AT&T is also making clear moves toward cross-platform services with its Homezone service, which integrates the company’s AT&T Yahoo! High Speed Internet, DISH Network satellite television and home networking services via a single device. The service offers customers digital video recording, movies on demand, photo- and music-sharing, storage for both, and remote, Web-based access to the system. “This new service underscores the company’s strategy to integrate the three screens that many consumers value most today: the TV, PC and cell phone,” says Rick Welday, chief marketing officer, AT&T Consumer. Initially introduced in San Antonio, Texas, the company plans to roll out Homezone in additional markets in the AT&T service area in the coming months.
Another North American service provider, Time Warner Cable, is aggressively pursuing a cross-platform service strategy that includes giving consumers the ability to interact directly with television programming and advertising, and even get customer support, all through their TV screens. According to Joan Gillman, vice president, interactive television and advanced advertising, “More than 50 percent of our cable customers are also high-speed data customers, they’re not different populations. We surpassed the ‘early adopter’ phase of broadband a few years ago, and now we’re much more focused on using our cable infrastructure to deliver the high-value services our customers want, where they want them, than we are on the idea of rewiring a home for a data network.”

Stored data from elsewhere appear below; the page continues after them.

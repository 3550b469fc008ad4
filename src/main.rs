mod audio;
mod cli;
mod config;
mod error;
mod model;
mod pipeline;
mod queue;
mod store;

use anyhow::{Context, Result};
use clap::Parser;

use audio::decode::SymphoniaDecoder;
use audio::tags::LoftyTagReader;
use cli::{AnalyzeArgs, Cli, Command, ShowArgs};
use config::Config;
use pipeline::metrics::PipelineMetrics;
use pipeline::{format_duration, BatchPipeline};
use store::{SqliteTrackSink, TrackDatabase};

fn main() -> Result<()> {
    env_logger::Builder::from_env(env_logger::Env::default().default_filter_or("info"))
        .format_timestamp_millis()
        .init();

    let cli = Cli::parse();

    let config = match config::find_config(cli.config.as_deref()) {
        Some(path) => {
            let cfg = config::load_config(&path)?;
            log::info!("Loaded config from {}", path.display());
            cfg
        }
        None => Config::default(),
    };

    match cli.command {
        Command::Analyze(args) => analyze(config, args),
        Command::Show(args) => show(config, args),
    }
}

fn analyze(mut config: Config, args: AnalyzeArgs) -> Result<()> {
    apply_overrides(&mut config, &args);
    config.validate().context("Invalid configuration")?;

    if !args.input_dir.is_dir() {
        anyhow::bail!("Input directory not found: {}", args.input_dir.display());
    }

    log::info!("spectral-audit - batch audio analysis");
    log::info!("Input: {}", args.input_dir.display());
    log::info!("Database: {}", config.store.database.display());

    let pipeline = BatchPipeline::new(
        &args.input_dir,
        config.analysis.clone(),
        config.pipeline.clone(),
        Box::new(SymphoniaDecoder),
        Box::new(LoftyTagReader),
        PipelineMetrics::new(!args.quiet),
    )?;

    let sink = SqliteTrackSink::open(
        &config.store.database,
        config.store.batch_size,
        config.pipeline.result_queue_capacity,
    )
    .with_context(|| format!("Failed to open database {}", config.store.database.display()))?;

    let report = pipeline.run(sink).context("Analysis run failed")?;

    let stored = TrackDatabase::open(&config.store.database)?.track_count()?;
    log::info!("{} tracks now stored", stored);

    if args.json {
        println!("{}", serde_json::to_string_pretty(&report)?);
    } else {
        println!(
            "Processed: {}, Failed: {}, Enqueued: {}",
            report.tracks_processed, report.tracks_failed, report.paths_enqueued
        );
        println!(
            "Committed {} tracks in {} batches ({} in database)",
            report.tracks_committed, report.batches_committed, stored
        );
        println!(
            "Total time: {}",
            format_duration(std::time::Duration::from_secs_f64(report.total_seconds))
        );
    }

    if !report.walk_completed {
        log::warn!("Directory walk stopped early; some files were not analyzed");
    }

    Ok(())
}

fn show(mut config: Config, args: ShowArgs) -> Result<()> {
    if let Some(db) = args.db {
        config.store.database = db;
    }
    let db_path = &config.store.database;
    if !db_path.exists() {
        anyhow::bail!("Database not found: {}", db_path.display());
    }

    let db = TrackDatabase::open(db_path)
        .with_context(|| format!("Failed to open database {}", db_path.display()))?;
    let track = db
        .load_track(&args.path)?
        .with_context(|| format!("No record for {}", args.path.display()))?;

    println!("{}", serde_json::to_string_pretty(&track)?);
    Ok(())
}

/// CLI flags win over the config file, which wins over built-in defaults.
fn apply_overrides(config: &mut Config, args: &AnalyzeArgs) {
    if let Some(db) = &args.db {
        config.store.database = db.clone();
    }
    if let Some(batch_size) = args.batch_size {
        config.store.batch_size = batch_size;
    }
    if let Some(workers) = args.workers {
        config.pipeline.workers = Some(workers);
    }
    if let Some(capacity) = args.queue_capacity {
        config.pipeline.queue_capacity = capacity;
    }
    if let Some(capacity) = args.result_queue_capacity {
        config.pipeline.result_queue_capacity = capacity;
    }
    if !args.extensions.is_empty() {
        config.pipeline.extensions = args.extensions.clone();
    }
    if let Some(window_size) = args.window_size {
        config.analysis.window_size = window_size;
    }
    if let Some(hop_size) = args.hop_size {
        config.analysis.hop_size = hop_size;
    }
}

For example, Time Warner Cable, which provides broadband, cable television and voice offerings, already allows its VoIP customers to view caller ID information about an incoming call on their TV screens. In addition, cable subscribers in select markets recently had the opportunity to vote for the winner of NBC’s Last Comic Standing show using their TV remote controls. The polling appeared as pop-up screen generated by the viewer’s set-top box. Gillman says the initiative was a big win for the company’s programming partners, as well as for its customers. “Typically, a show will display a web site address and the customer has to get up and go to a PC to vote. By enabling viewers to vote directly with their remote controls, we were able to increase voting response from the ‘two-screen’ industry average of around one percent to an average of 25 percent, with peak levels of 30 percent.”
Another new Time Warner Cable service, called PhotoShowTV, gives customers the ability to create and publicly share their own “shows,” made from personal photos and video clips, directly on cable TV. Using a PC connected to Time Warner Cable’s Road Runner broadband service, customers can create personalized PhotoShows and place them on the company’s video on demand service for public viewing. The service was launched in the company’s Hawaii division, and will be made available in additional markets in the future. “There’s so much hype around web sites like YouTube and MySpace,” says Gillman, “we believe that those same customers would love to see themselves and share their stories on TV.”
Whether providers view home networking as an opportunity in itself, or as a platform for delivering future services, the message is clear: it is a market waiting to be developed. Most providers are just beginning to tap that market with new services that consumers care about and will pay to use. And while different providers are approaching it from different angles and different price points, the ultimate goal is to offer services that play better together, and that’s something customers really value.